Li chiamano artisti concettuali. Quando non sanno in che altro modo spiegare il mancato successo di pubblico, a fronte della benedizione ricevuta lautamente dagli addetti ai lavori. Troppo cerebrali, poco popolari, nel senso buono del termine.
Alberto Fortis è stato uno di questi, una promessa mancata tra i cantautori italiani, nel periodo in cui forse ne sfornavamo troppi, e per emergere bisognava avere davvero una marcia in più. Erano gli anni di Rino Gaetano, che bucava l’aere sulle radio libere come pochi altri, con dei testi ed una verve che forse nessun altro ha più avuto dopo di lui.

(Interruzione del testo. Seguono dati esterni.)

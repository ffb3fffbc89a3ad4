//! 터미널 결과 표.

use comfy_table::{modifiers, presets, Attribute, Cell, CellAlignment, Color, Table};

use crate::config::DefaultUnits;
use crate::estimation::{monthly_units, AreaAssessment, EstimationResult, Preset, ProjectionSeries};
use crate::i18n::{keys, Translator};
use crate::report::CURRENCY_SYMBOL;
use crate::units::{convert_area, convert_energy, AreaUnit, EnergyUnit};

fn new_table() -> Table {
    let mut table = Table::new();
    table
        .load_preset(presets::UTF8_FULL_CONDENSED)
        .apply_modifier(modifiers::UTF8_ROUND_CORNERS);
    table
}

fn right(value: impl std::fmt::Display) -> Cell {
    Cell::new(value).set_alignment(CellAlignment::Right)
}

pub fn build_result_table(result: &EstimationResult, tr: &Translator, units: &DefaultUnits) -> Table {
    let c = CURRENCY_SYMBOL;
    let energy = convert_energy(result.monthly_units, EnergyUnit::KilowattHour, units.energy);
    let area = convert_area(result.area_m2, AreaUnit::SquareMeter, units.area);
    let area_cell = match result.area_comment {
        AreaAssessment::Unspecified => right(format!("{area:.2} {}", units.area.symbol())),
        AreaAssessment::Sufficient => right(format!(
            "{area:.2} {} ({})",
            units.area.symbol(),
            tr.t(keys::RESULT_AREA_SUFFICIENT)
        ))
        .fg(Color::Green),
        AreaAssessment::Insufficient => right(format!(
            "{area:.2} {} ({})",
            units.area.symbol(),
            tr.t(keys::RESULT_AREA_INSUFFICIENT)
        ))
        .fg(Color::Red),
    };

    let mut table = new_table();
    table.set_header(vec![tr.t(keys::TABLE_ITEM), tr.t(keys::TABLE_VALUE)]);
    table.add_row(vec![
        Cell::new(tr.t(keys::RESULT_MONTHLY_UNITS)).add_attribute(Attribute::Dim),
        right(format!("{energy:.2} {}", units.energy.symbol())).add_attribute(Attribute::Dim),
    ]);
    table.add_row(vec![
        Cell::new(tr.t(keys::RESULT_REQUIRED_SYSTEM)),
        right(format!("{} kW", result.required_kw)).add_attribute(Attribute::Bold),
    ]);
    table.add_row(vec![Cell::new(tr.t(keys::RESULT_AREA)), area_cell]);
    table.add_row(vec![
        Cell::new(tr.t(keys::RESULT_COST)),
        right(format!("{c}{}", result.cost)),
    ]);
    table.add_row(vec![
        Cell::new(tr.t(keys::RESULT_GRID_BILL)),
        right(format!("{c}{}", result.monthly_grid_bill)),
    ]);
    table.add_row(vec![
        Cell::new(tr.t(keys::RESULT_SAVINGS)),
        right(format!("{c}{}", result.monthly_savings)).fg(Color::Green),
    ]);
    table.add_row(vec![
        Cell::new(tr.t(keys::RESULT_PAYBACK)),
        right(format!("{} y", result.payback_years)),
    ]);
    table.add_row(vec![
        Cell::new(tr.t(keys::RESULT_BATTERY)),
        right(format!("{} kWh", result.battery_kwh)),
    ]);
    table.add_row(vec![
        Cell::new(tr.t(keys::RESULT_BATTERY_COUNT)),
        right(result.battery_count),
    ]);
    table
}

pub fn build_projection_table(projection: &ProjectionSeries, tr: &Translator) -> Table {
    let c = CURRENCY_SYMBOL;
    let mut table = new_table();
    table.set_header(vec![
        tr.t(keys::TABLE_YEAR),
        tr.t(keys::TABLE_GRID_COST),
        tr.t(keys::TABLE_SOLAR_SAVINGS),
        tr.t(keys::TABLE_NET_SOLAR),
    ]);
    for i in 0..projection.years {
        let grid = projection.cumulative_grid_cost[i];
        let net = projection.cumulative_net_solar_cost[i];
        let year = Cell::new(i + 1);
        let year = if projection.payback_year_index == Some(i) {
            year.fg(Color::Blue).add_attribute(Attribute::Bold)
        } else {
            year
        };
        table.add_row(vec![
            year,
            right(format!("{c}{grid:.0}")).fg(Color::Red),
            right(format!("{c}{:.0}", projection.cumulative_solar_savings[i]))
                .add_attribute(Attribute::Dim),
            right(format!("{c}{net:.0}")).fg(if net <= grid { Color::Green } else { Color::Reset }),
        ]);
    }
    table
}

pub fn build_presets_table(tr: &Translator) -> Table {
    let mut table = new_table();
    table.set_header(vec![
        tr.t(keys::TABLE_PRESET),
        tr.t(keys::TABLE_APPLIANCE),
        tr.t(keys::TABLE_POWER),
        tr.t(keys::TABLE_HOURS),
        tr.t(keys::TABLE_DAYS),
        "kWh",
    ]);
    for preset in Preset::ALL {
        let appliances = preset.appliances();
        table.add_row(vec![
            Cell::new(preset.name()).add_attribute(Attribute::Bold),
            Cell::new(""),
            Cell::new(""),
            Cell::new(""),
            Cell::new(""),
            right(format!("{:.2}", monthly_units(&appliances))).add_attribute(Attribute::Bold),
        ]);
        for a in &appliances {
            table.add_row(vec![
                Cell::new(""),
                Cell::new(&a.name),
                right(a.power),
                right(a.hours_per_day),
                right(a.days_per_month),
                right(format!("{:.2}", a.watt_hours_per_month() / 1000.0))
                    .add_attribute(Attribute::Dim),
            ]);
        }
    }
    table
}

Anche Fortis li aveva i testi, e trasgressivi, tanto che la Rai si rifiutò sempre di ospitarlo, nei suoi anni migliori. La verve invece gli mancava, e pensare che aveva esordito come Enzo Jannacci, studiando medicina la mattina e pianoforte la sera.
Come Jannacci, aveva avuto successo partendo da Milano (dopo aver fallito a Roma, che i concettuali non li ha mai amati, et pour cause), ma a differenza del cardiologo prestato al cabaret, lì si era fermato. Nel 1981 il suo terzo album, La grande grotta, il più venduto, era stato anche il suo canto del cigno.
Non aveva sfondato più di tanto, e del resto se nel tuo paradigma vuoi mettere troppe cose ed eterogenee, da Mara Maionchi alla Premiata Forneria Marconi, o sei un gran gourmet o è meglio che alla fine tu emigri altrove, come fece Fortis a metà anni ottanta, direzione Stati Uniti.
Non prima però di averci lasciato questa gradevole e abbastanza iconoclasta Marylin, rivisitazione del mito della più grande attrice dello star system americano e del più grande presidente della storia U.S.A. del dopoguerra. Il mito di Norma Jean e quello di Camelot. Gradevole, orecchiabile, nulla più.